(Source data)
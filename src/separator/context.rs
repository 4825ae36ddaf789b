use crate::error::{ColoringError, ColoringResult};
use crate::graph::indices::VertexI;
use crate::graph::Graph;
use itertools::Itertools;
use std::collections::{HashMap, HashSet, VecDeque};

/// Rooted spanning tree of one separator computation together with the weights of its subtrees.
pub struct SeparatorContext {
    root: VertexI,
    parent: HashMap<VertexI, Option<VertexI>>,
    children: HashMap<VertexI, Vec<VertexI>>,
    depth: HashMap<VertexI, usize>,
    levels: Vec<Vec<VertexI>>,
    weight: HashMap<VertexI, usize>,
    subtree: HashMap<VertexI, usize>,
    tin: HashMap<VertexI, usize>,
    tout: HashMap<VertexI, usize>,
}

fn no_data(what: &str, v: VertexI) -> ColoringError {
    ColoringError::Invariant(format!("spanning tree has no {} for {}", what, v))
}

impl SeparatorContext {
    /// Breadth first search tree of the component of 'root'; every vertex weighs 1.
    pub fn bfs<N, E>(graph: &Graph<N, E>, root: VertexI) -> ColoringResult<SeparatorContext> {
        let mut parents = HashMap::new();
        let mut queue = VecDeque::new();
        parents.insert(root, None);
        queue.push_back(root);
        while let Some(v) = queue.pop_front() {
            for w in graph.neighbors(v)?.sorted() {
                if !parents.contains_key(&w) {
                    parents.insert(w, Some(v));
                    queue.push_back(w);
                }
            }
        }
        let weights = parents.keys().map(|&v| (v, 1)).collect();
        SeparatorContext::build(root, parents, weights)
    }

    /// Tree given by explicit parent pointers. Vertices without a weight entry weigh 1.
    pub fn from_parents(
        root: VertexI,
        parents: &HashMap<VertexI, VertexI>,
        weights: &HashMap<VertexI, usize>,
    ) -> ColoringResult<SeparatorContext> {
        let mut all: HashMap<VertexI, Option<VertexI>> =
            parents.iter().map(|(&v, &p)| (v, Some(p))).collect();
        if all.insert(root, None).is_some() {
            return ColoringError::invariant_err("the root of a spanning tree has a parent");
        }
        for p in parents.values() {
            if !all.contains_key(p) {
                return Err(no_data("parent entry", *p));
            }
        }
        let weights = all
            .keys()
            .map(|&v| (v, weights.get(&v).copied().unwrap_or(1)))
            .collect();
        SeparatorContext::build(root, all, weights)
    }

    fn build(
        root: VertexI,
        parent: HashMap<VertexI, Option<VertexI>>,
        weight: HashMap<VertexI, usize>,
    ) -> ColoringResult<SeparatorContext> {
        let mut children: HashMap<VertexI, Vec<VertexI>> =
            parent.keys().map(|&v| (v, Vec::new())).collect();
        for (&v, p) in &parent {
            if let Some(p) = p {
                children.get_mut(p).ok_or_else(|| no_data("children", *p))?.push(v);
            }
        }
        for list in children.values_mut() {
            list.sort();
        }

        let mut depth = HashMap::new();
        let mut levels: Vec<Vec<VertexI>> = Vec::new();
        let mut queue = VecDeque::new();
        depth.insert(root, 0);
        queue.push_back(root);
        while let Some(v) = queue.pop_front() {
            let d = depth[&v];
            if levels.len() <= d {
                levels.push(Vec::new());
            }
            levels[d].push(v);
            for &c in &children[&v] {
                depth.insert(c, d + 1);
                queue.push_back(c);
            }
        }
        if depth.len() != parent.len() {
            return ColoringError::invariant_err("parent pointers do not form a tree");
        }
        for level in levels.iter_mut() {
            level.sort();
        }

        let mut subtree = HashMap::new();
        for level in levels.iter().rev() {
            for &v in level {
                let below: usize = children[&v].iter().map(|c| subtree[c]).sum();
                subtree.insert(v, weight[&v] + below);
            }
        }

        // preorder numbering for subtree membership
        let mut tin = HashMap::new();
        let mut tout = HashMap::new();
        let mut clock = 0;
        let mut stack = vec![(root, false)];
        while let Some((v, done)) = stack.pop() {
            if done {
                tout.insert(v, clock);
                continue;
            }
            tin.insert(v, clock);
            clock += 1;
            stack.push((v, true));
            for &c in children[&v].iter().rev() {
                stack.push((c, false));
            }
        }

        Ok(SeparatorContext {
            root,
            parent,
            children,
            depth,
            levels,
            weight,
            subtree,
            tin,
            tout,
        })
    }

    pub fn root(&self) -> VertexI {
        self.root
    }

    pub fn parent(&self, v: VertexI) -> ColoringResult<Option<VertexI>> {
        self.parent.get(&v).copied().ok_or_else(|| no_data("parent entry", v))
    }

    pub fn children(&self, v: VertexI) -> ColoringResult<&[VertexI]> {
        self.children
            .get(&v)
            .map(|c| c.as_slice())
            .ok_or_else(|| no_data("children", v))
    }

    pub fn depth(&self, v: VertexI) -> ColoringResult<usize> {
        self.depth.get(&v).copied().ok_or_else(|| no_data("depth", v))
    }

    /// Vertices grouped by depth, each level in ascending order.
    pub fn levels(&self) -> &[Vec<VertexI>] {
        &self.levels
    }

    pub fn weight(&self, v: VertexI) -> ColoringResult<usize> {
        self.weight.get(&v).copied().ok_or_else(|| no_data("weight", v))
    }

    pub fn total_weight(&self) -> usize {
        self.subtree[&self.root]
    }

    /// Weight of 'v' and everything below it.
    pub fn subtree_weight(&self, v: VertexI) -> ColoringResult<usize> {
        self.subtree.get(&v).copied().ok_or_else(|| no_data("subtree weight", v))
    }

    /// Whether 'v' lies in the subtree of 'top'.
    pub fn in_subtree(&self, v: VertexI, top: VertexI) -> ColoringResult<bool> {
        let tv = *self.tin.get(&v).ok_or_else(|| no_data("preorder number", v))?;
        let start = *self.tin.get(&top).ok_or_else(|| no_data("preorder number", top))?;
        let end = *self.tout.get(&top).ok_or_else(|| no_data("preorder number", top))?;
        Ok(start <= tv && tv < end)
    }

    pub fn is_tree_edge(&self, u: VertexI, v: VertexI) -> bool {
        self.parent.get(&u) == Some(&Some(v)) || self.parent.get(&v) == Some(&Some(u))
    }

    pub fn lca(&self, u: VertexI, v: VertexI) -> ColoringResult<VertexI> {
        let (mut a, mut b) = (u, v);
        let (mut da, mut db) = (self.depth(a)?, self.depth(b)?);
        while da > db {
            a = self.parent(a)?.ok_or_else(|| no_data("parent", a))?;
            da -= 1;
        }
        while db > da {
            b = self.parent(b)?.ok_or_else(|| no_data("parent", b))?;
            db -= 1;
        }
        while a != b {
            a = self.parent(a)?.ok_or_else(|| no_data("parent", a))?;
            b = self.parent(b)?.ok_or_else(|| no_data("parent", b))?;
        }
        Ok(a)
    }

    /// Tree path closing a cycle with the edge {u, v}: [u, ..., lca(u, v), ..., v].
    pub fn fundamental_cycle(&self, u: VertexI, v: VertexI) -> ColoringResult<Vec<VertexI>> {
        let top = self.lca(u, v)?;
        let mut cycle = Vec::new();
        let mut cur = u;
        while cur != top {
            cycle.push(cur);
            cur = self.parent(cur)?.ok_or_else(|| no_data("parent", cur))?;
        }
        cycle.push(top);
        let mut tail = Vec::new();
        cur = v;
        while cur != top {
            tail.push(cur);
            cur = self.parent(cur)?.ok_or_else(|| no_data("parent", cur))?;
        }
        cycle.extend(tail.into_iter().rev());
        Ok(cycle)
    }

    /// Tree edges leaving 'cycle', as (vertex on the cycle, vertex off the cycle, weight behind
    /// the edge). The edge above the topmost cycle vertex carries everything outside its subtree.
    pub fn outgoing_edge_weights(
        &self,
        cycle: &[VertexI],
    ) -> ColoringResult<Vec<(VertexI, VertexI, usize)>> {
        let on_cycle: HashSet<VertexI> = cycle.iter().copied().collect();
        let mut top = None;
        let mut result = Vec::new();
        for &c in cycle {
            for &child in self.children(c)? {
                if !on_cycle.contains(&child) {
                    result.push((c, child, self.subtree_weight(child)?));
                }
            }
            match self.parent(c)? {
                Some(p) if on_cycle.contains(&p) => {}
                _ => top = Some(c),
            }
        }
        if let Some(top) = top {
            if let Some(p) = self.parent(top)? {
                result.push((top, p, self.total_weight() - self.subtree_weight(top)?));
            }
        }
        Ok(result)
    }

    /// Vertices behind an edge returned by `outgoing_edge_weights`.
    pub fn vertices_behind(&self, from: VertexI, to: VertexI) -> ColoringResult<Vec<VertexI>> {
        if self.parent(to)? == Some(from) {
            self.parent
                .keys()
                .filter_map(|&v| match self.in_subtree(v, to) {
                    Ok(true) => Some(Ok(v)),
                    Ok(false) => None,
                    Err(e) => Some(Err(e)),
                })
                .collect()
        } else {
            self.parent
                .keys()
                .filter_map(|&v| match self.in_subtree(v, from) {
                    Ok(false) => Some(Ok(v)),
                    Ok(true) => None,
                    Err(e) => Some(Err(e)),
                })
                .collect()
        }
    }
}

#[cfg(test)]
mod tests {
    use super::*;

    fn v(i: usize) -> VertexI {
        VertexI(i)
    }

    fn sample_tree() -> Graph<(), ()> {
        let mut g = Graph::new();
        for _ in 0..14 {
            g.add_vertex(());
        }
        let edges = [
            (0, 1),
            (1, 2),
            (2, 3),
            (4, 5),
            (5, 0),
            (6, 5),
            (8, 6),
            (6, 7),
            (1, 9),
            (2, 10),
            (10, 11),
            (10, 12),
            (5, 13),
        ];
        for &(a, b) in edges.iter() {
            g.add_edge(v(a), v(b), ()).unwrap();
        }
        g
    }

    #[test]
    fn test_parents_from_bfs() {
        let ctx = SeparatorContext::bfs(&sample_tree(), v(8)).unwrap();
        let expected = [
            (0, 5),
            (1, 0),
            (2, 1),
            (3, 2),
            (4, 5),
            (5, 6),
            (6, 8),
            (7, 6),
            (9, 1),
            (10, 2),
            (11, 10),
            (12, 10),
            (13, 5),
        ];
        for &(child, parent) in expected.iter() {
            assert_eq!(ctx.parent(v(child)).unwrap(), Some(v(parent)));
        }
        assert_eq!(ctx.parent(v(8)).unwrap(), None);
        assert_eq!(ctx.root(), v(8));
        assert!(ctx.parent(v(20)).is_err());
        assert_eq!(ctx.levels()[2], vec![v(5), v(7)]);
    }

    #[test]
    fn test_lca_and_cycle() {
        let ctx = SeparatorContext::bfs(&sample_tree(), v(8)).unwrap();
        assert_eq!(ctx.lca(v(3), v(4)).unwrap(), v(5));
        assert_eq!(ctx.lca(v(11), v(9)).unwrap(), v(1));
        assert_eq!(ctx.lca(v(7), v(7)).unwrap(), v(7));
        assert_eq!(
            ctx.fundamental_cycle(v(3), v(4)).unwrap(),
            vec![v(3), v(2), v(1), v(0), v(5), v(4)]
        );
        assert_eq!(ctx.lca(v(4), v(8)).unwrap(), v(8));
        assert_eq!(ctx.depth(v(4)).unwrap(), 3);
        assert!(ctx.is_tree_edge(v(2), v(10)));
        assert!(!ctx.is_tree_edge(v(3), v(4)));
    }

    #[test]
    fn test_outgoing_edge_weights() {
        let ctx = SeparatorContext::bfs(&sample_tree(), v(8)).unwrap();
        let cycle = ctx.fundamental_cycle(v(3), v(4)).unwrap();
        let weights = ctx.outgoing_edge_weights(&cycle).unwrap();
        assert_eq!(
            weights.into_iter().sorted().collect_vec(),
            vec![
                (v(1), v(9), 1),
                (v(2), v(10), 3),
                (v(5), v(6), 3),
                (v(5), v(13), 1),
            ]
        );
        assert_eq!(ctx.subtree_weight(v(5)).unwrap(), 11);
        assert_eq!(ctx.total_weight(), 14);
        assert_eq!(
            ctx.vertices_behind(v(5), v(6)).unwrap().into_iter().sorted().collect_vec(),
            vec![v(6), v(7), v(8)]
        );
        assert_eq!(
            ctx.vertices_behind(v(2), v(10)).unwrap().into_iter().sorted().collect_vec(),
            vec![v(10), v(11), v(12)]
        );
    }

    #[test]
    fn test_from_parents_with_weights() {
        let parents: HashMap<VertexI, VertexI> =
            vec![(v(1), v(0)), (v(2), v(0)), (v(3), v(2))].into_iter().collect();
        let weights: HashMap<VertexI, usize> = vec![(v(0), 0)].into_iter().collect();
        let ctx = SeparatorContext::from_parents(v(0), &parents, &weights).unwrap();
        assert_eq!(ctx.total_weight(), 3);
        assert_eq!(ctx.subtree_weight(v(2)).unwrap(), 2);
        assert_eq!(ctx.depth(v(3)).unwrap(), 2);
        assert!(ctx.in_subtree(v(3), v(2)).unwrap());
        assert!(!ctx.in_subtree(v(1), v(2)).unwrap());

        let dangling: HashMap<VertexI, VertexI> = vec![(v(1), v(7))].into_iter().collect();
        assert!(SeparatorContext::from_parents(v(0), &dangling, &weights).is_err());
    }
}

PROBLEM REQUIREMENTS. Please report how many lines in the records contain the string "done", and write nothing besides that number.

EXERCISE OUTPUT. 2